[Records from a data collection]
^^^^^^^^

use std::collections::BTreeMap;

use naga::common::wgsl::TryToWgsl;
use naga::{Binding, Handle, Module, Scalar, Type, TypeInner};

use crate::geometry::{AttributeDesc, VertexLayout};

use super::{compile_stage, CompiledStage, ShaderError, ShaderSources, Stage};

/// User-defined interface of one side of a stage boundary, keyed by `@location`.
type Interface = BTreeMap<u32, TypeInner>;

/// Vertex and fragment stages whose interfaces have been checked together.
#[derive(Debug)]
pub struct LinkedStages {
    pub vertex: CompiledStage,
    pub fragment: CompiledStage,
}

/// Compiles both stages and links them against `layout`.
///
/// Both stages are always compiled so that every diagnostic reaches the log;
/// the vertex error is returned when both fail.
pub fn build_stages(
    sources: &ShaderSources,
    layout: &VertexLayout,
) -> Result<LinkedStages, ShaderError> {
    let vertex = compile_stage(Stage::Vertex, &sources.vertex);
    let fragment = compile_stage(Stage::Fragment, &sources.fragment);

    let (vertex, fragment) = match (vertex, fragment) {
        (Ok(vs), Ok(fs)) => (vs, fs),
        (Err(vs_err), Err(fs_err)) => {
            log::error!("{fs_err}");
            return Err(vs_err);
        }
        (Err(err), Ok(_)) | (Ok(_), Err(err)) => return Err(err),
    };

    link(vertex, fragment, layout)
}

/// Checks that the stage interfaces fit together:
/// - every layout attribute has a valid component count
/// - every vertex input is fed by an attribute of the same float width
/// - every fragment input is written by the vertex stage with the same type
/// - the fragment stage writes color output location 0
pub fn link(
    vertex: CompiledStage,
    fragment: CompiledStage,
    layout: &VertexLayout,
) -> Result<LinkedStages, ShaderError> {
    if vertex.stage() != Stage::Vertex || fragment.stage() != Stage::Fragment {
        return Err(ShaderError::link("stages attached in the wrong slots"));
    }

    let mut problems = Vec::new();

    for attr in layout.attributes {
        if attr.format().is_none() {
            problems.push(format!(
                "vertex attribute @location({}) has {} components, expected 1 to 4",
                attr.location, attr.components
            ));
        }
    }

    for (loc, ty) in inputs(&vertex) {
        match layout.attribute(loc) {
            None => problems.push(format!(
                "vertex input @location({loc}) has no matching vertex attribute"
            )),
            Some(attr) if attr.format().is_some() && !accepts_attribute(&ty, attr) => {
                problems.push(format!(
                    "vertex input @location({loc}) is {} but the attribute provides {}",
                    describe(&ty),
                    attribute_type(attr)
                ))
            }
            Some(_) => {}
        }
    }

    let written = outputs(&vertex);
    for (loc, ty) in inputs(&fragment) {
        match written.get(&loc) {
            None => problems.push(format!(
                "fragment input @location({loc}) is not written by the vertex stage"
            )),
            Some(out) if *out != ty => problems.push(format!(
                "fragment input @location({loc}) is {} but the vertex stage writes {}",
                describe(&ty),
                describe(out)
            )),
            Some(_) => {}
        }
    }

    if !outputs(&fragment).contains_key(&0) {
        problems.push("fragment stage does not write a color to @location(0)".to_string());
    }

    if !problems.is_empty() {
        return Err(ShaderError::link(problems.join("\n")));
    }

    log::debug!(
        "linked `{}` + `{}`",
        vertex.entry_point(),
        fragment.entry_point()
    );

    Ok(LinkedStages { vertex, fragment })
}

/// Attributes are always `f32` based; the shader must read exactly that many components.
fn accepts_attribute(ty: &TypeInner, attr: &AttributeDesc) -> bool {
    match ty {
        TypeInner::Scalar(scalar) => *scalar == Scalar::F32 && attr.components == 1,
        TypeInner::Vector { size, scalar } => {
            *scalar == Scalar::F32 && *size as u32 == attr.components
        }
        _ => false,
    }
}

fn attribute_type(attr: &AttributeDesc) -> String {
    match attr.components {
        1 => "f32".to_string(),
        n => format!("vec{n}<f32>"),
    }
}

fn describe(ty: &TypeInner) -> String {
    match ty {
        TypeInner::Scalar(scalar) => (*scalar).to_wgsl_for_diagnostics(),
        TypeInner::Vector { size, scalar } => {
            format!("vec{}<{}>", *size as u8, (*scalar).to_wgsl_for_diagnostics())
        }
        other => format!("{other:?}"),
    }
}

fn inputs(stage: &CompiledStage) -> Interface {
    let mut out = Interface::new();
    for arg in &stage.entry().function.arguments {
        collect_locations(stage.module(), arg.ty, arg.binding.as_ref(), &mut out);
    }
    out
}

fn outputs(stage: &CompiledStage) -> Interface {
    let mut out = Interface::new();
    if let Some(result) = &stage.entry().function.result {
        collect_locations(stage.module(), result.ty, result.binding.as_ref(), &mut out);
    }
    out
}

/// Entry point arguments and results carry either a binding of their own or,
/// for structs, one binding per member.
fn collect_locations(
    module: &Module,
    ty: Handle<Type>,
    binding: Option<&Binding>,
    out: &mut Interface,
) {
    match binding {
        Some(Binding::Location { location, .. }) => {
            out.insert(*location, module.types[ty].inner.clone());
        }
        Some(Binding::BuiltIn(_)) => {}
        None => {
            if let TypeInner::Struct { members, .. } = &module.types[ty].inner {
                for member in members {
                    if let Some(Binding::Location { location, .. }) = &member.binding {
                        out.insert(*location, module.types[member.ty].inner.clone());
                    }
                }
            }
        }
    }
}

#[cfg(test)]
mod tests {
    use super::*;
    use crate::geometry::Vertex;

    const VS: &str = "
@vertex
fn vs_main(@location(0) position: vec3<f32>) -> @builtin(position) vec4<f32> {
    return vec4<f32>(position, 1.0);
}
";

    const FS: &str = "
@fragment
fn fs_main() -> @location(0) vec4<f32> {
    return vec4<f32>(0.1, 0.3, 0.9, 1.0);
}
";

    const VS_STRUCT: &str = "
struct VsOut {
    @builtin(position) clip: vec4<f32>,
    @location(0) tint: vec4<f32>,
};

@vertex
fn vs_main(@location(0) position: vec3<f32>) -> VsOut {
    var out: VsOut;
    out.clip = vec4<f32>(position, 1.0);
    out.tint = vec4<f32>(1.0, 0.0, 0.0, 1.0);
    return out;
}
";

    const FS_TINT: &str = "
@fragment
fn fs_main(@location(0) tint: vec4<f32>) -> @location(0) vec4<f32> {
    return tint;
}
";

    fn sources(vertex: &'static str, fragment: &'static str) -> ShaderSources {
        ShaderSources::from_static(vertex, fragment)
    }

    // ── success ───────────────────────────────────────────────────────────

    #[test]
    fn position_only_program_links() {
        let linked = build_stages(&sources(VS, FS), &Vertex::LAYOUT).unwrap();
        assert_eq!(linked.vertex.entry_point(), "vs_main");
        assert_eq!(linked.fragment.entry_point(), "fs_main");
    }

    #[test]
    fn struct_outputs_satisfy_fragment_inputs() {
        assert!(build_stages(&sources(VS_STRUCT, FS_TINT), &Vertex::LAYOUT).is_ok());
    }

    // ── failure ───────────────────────────────────────────────────────────

    #[test]
    fn fragment_input_without_vertex_output_fails() {
        let err = build_stages(&sources(VS, FS_TINT), &Vertex::LAYOUT).unwrap_err();
        match err {
            ShaderError::Link { log } => assert!(log.as_str().contains("@location(0)")),
            other => panic!("unexpected error: {other}"),
        }
    }

    #[test]
    fn vertex_input_without_attribute_fails() {
        let vs = "
@vertex
fn vs_main(@location(0) p: vec3<f32>, @location(3) n: vec3<f32>) -> @builtin(position) vec4<f32> {
    return vec4<f32>(p + n, 1.0);
}
";
        let err = build_stages(&sources(vs, FS), &Vertex::LAYOUT).unwrap_err();
        assert!(err.log().as_str().contains("@location(3)"));
    }

    #[test]
    fn fragment_without_color_output_fails() {
        let fs = "
@fragment
fn fs_main() -> @location(1) vec4<f32> {
    return vec4<f32>(1.0);
}
";
        let err = build_stages(&sources(VS, fs), &Vertex::LAYOUT).unwrap_err();
        assert!(matches!(err, ShaderError::Link { .. }));
    }

    #[test]
    fn compile_failure_is_reported_before_linking() {
        let err = build_stages(&sources(VS, "@fragment fn ("), &Vertex::LAYOUT).unwrap_err();
        assert!(matches!(err, ShaderError::Compile { stage: Stage::Fragment, .. }));
    }

    #[test]
    fn both_stages_failing_reports_vertex_first() {
        let err = build_stages(&sources("nope", "nope"), &Vertex::LAYOUT).unwrap_err();
        assert!(matches!(err, ShaderError::Compile { stage: Stage::Vertex, .. }));
    }

    #[test]
    fn mismatched_interface_types_fail_to_link() {
        let vs_vec2 = "
struct VsOut {
    @builtin(position) clip: vec4<f32>,
    @location(0) tint: vec2<f32>,
};

@vertex
fn vs_main(@location(0) position: vec3<f32>) -> VsOut {
    var out: VsOut;
    out.clip = vec4<f32>(position, 1.0);
    out.tint = vec2<f32>(1.0, 0.0);
    return out;
}
";
        let err = build_stages(&sources(vs_vec2, FS_TINT), &Vertex::LAYOUT).unwrap_err();
        match err {
            ShaderError::Link { log } => {
                assert!(log.as_str().contains("vec4<f32>"), "{log}");
                assert!(log.as_str().contains("vec2<f32>"), "{log}");
            }
            other => panic!("unexpected error: {other}"),
        }

        let vs_int = "
@vertex
fn vs_main(@location(0) position: vec3<i32>) -> @builtin(position) vec4<f32> {
    return vec4<f32>(vec3<f32>(position), 1.0);
}
";
        let err = build_stages(&sources(vs_int, FS), &Vertex::LAYOUT).unwrap_err();
        match err {
            ShaderError::Link { log } => assert!(log.as_str().contains("vec3<i32>"), "{log}"),
            other => panic!("unexpected error: {other}"),
        }
    }

    #[test]
    fn vertex_input_narrower_than_attribute_fails() {
        let vs = "
@vertex
fn vs_main(@location(0) position: vec2<f32>) -> @builtin(position) vec4<f32> {
    return vec4<f32>(position, 0.0, 1.0);
}
";
        let err = build_stages(&sources(vs, FS), &Vertex::LAYOUT).unwrap_err();
        assert!(err.log().as_str().contains("vec3<f32>"));
    }

    #[test]
    fn invalid_attribute_component_count_fails() {
        const WIDE: VertexLayout = VertexLayout {
            stride: 12,
            attributes: &[AttributeDesc { location: 0, components: 5, offset: 0 }],
        };
        let err = build_stages(&sources(VS, FS), &WIDE).unwrap_err();
        assert!(err.log().as_str().contains("5 components"));
    }

    #[test]
    fn swapped_stages_do_not_link() {
        let vs = compile_stage(Stage::Vertex, VS).unwrap();
        let fs = compile_stage(Stage::Fragment, FS).unwrap();
        assert!(link(fs, vs, &Vertex::LAYOUT).is_err());
    }
}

^^^^^^^^

Task requirements
Return every line above that contains the word "members".

Worked solution
            if let TypeInner::Struct { members, .. } = &module.types[ty].inner {
                for member in members {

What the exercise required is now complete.